ABSTRACTResearch, analysis, and prediction of drug-target interactions (DTIs) play an important role in understanding drug mechanisms, drug repositioning and design. Machine learning (ML)-based methods for DTIs prediction can mitigate the shortcomings of time-consuming and labor-intensive experimental approaches, providing new ideas and insights for drug design. We propose a novel pipeline for predicting drug-target interactions, called DNN-DTIs. First, the target information is characterized by pseudo-amino acid composition, pseudo position-specific scoring matrix, conjoint triad, composition, transition and distribution, Moreau-Broto autocorrelation, and structure feature.
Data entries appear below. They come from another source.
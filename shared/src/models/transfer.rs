//! Transfer document ("převodka") and line item models

use chrono::{DateTime, Utc};
use serde::{Deserialize, Serialize};
use uuid::Uuid;

use crate::types::StoreCode;

/// Lifecycle state of a transfer document
#[derive(Debug, Clone, Copy, PartialEq, Eq, Hash, Serialize, Deserialize)]
#[serde(rename_all = "snake_case")]
pub enum TransferState {
    /// Created, nobody is picking yet
    New,
    /// An assignee is scanning and confirming items
    Picking,
    /// Picking session closed, fully or partially
    Picked,
    /// Dispatched to the destination store
    Shipped,
    /// Destination acknowledged receipt. Terminal.
    Confirmed,
    /// Terminal.
    Cancelled,
}

impl TransferState {
    pub const ALL: [TransferState; 6] = [
        TransferState::New,
        TransferState::Picking,
        TransferState::Picked,
        TransferState::Shipped,
        TransferState::Confirmed,
        TransferState::Cancelled,
    ];

    pub fn as_str(&self) -> &'static str {
        match self {
            TransferState::New => "new",
            TransferState::Picking => "picking",
            TransferState::Picked => "picked",
            TransferState::Shipped => "shipped",
            TransferState::Confirmed => "confirmed",
            TransferState::Cancelled => "cancelled",
        }
    }

    pub fn from_str(s: &str) -> Option<Self> {
        match s {
            "new" => Some(TransferState::New),
            "picking" => Some(TransferState::Picking),
            "picked" => Some(TransferState::Picked),
            "shipped" => Some(TransferState::Shipped),
            "confirmed" => Some(TransferState::Confirmed),
            "cancelled" => Some(TransferState::Cancelled),
            _ => None,
        }
    }
}

impl std::fmt::Display for TransferState {
    fn fmt(&self, f: &mut std::fmt::Formatter<'_>) -> std::fmt::Result {
        f.write_str(self.as_str())
    }
}

/// An internal shipment order from the central warehouse to one store
#[derive(Debug, Clone, Serialize, Deserialize)]
pub struct TransferDocument {
    pub id: Uuid,
    /// `PV-<year>-<sequence>`
    pub document_number: String,
    pub source_warehouse: String,
    pub destination_store: StoreCode,
    pub state: TransferState,
    pub assignee: Uuid,
    pub created_by: Uuid,
    /// Linked task in the task subsystem
    pub task_id: Option<Uuid>,
    /// Completion note, mandatory for partial fulfillment
    pub note: Option<String>,
    pub created_at: DateTime<Utc>,
    pub started_at: Option<DateTime<Utc>>,
    pub completed_at: Option<DateTime<Utc>>,
    pub shipped_at: Option<DateTime<Utc>>,
    pub received_at: Option<DateTime<Utc>>,
    pub cancelled_at: Option<DateTime<Utc>>,
    /// Ordered by `sequence_index`
    pub items: Vec<TransferLineItem>,
}

/// One product entry within a transfer document
#[derive(Debug, Clone, Serialize, Deserialize)]
pub struct TransferLineItem {
    pub id: Uuid,
    pub document_id: Uuid,
    pub product_code: String,
    pub product_name: String,
    pub position: Option<String>,
    pub requested_quantity: i32,
    /// Set once confirmed
    pub actual_quantity: Option<i32>,
    pub confirmed: bool,
    pub confirmed_at: Option<DateTime<Utc>>,
    /// Presentation order on the pick list
    pub sequence_index: i32,
    /// Added by an operator after the document was created
    pub ad_hoc: bool,
}

/// Difference between picked and requested quantity
#[derive(Debug, Clone, Copy, PartialEq, Eq, Serialize, Deserialize)]
#[serde(tag = "kind", content = "quantity", rename_all = "snake_case")]
pub enum Discrepancy {
    Short(i32),
    Over(i32),
}

impl TransferLineItem {
    /// `None` while unconfirmed or when the picked quantity matches
    pub fn discrepancy(&self) -> Option<Discrepancy> {
        let actual = self.actual_quantity?;
        match actual.cmp(&self.requested_quantity) {
            std::cmp::Ordering::Less => Some(Discrepancy::Short(self.requested_quantity - actual)),
            std::cmp::Ordering::Greater => Some(Discrepancy::Over(actual - self.requested_quantity)),
            std::cmp::Ordering::Equal => None,
        }
    }
}

impl TransferDocument {
    pub fn item(&self, item_id: Uuid) -> Option<&TransferLineItem> {
        self.items.iter().find(|item| item.id == item_id)
    }

    pub fn unconfirmed_count(&self) -> usize {
        self.items.iter().filter(|item| !item.confirmed).count()
    }

    pub fn is_fully_confirmed(&self) -> bool {
        self.unconfirmed_count() == 0
    }

    pub fn total_requested(&self) -> i64 {
        self.items
            .iter()
            .map(|item| i64::from(item.requested_quantity))
            .sum()
    }
}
Then, the drug compounds are encoded using substructure fingerprint. Next, we utilize XGBoost to determine nonredundant and important feature subset, then the optimized and balanced sample vectors could be obtained through SMOTE. Finally, a DTIs predictor, DNN-DTIs, is developed based on deep neural network (DNN) via layer-by-layer learning. Experimental results indicate that DNN-DTIs achieves outstanding performance than other predictors with the ACC values of 98.78%, 98.60%, 97.98%, 98.24% and 98.00% on Enzyme, Ion Channels (IC), GPCR, Nuclear Receptors (NR) and Kuang's dataset. Therefore, DNN-DTIs's accurate prediction performance on Network1 and Network2 make it logical choice for contributing to the study of DTIs, especially, the drug repositioning and new usage of old drugs.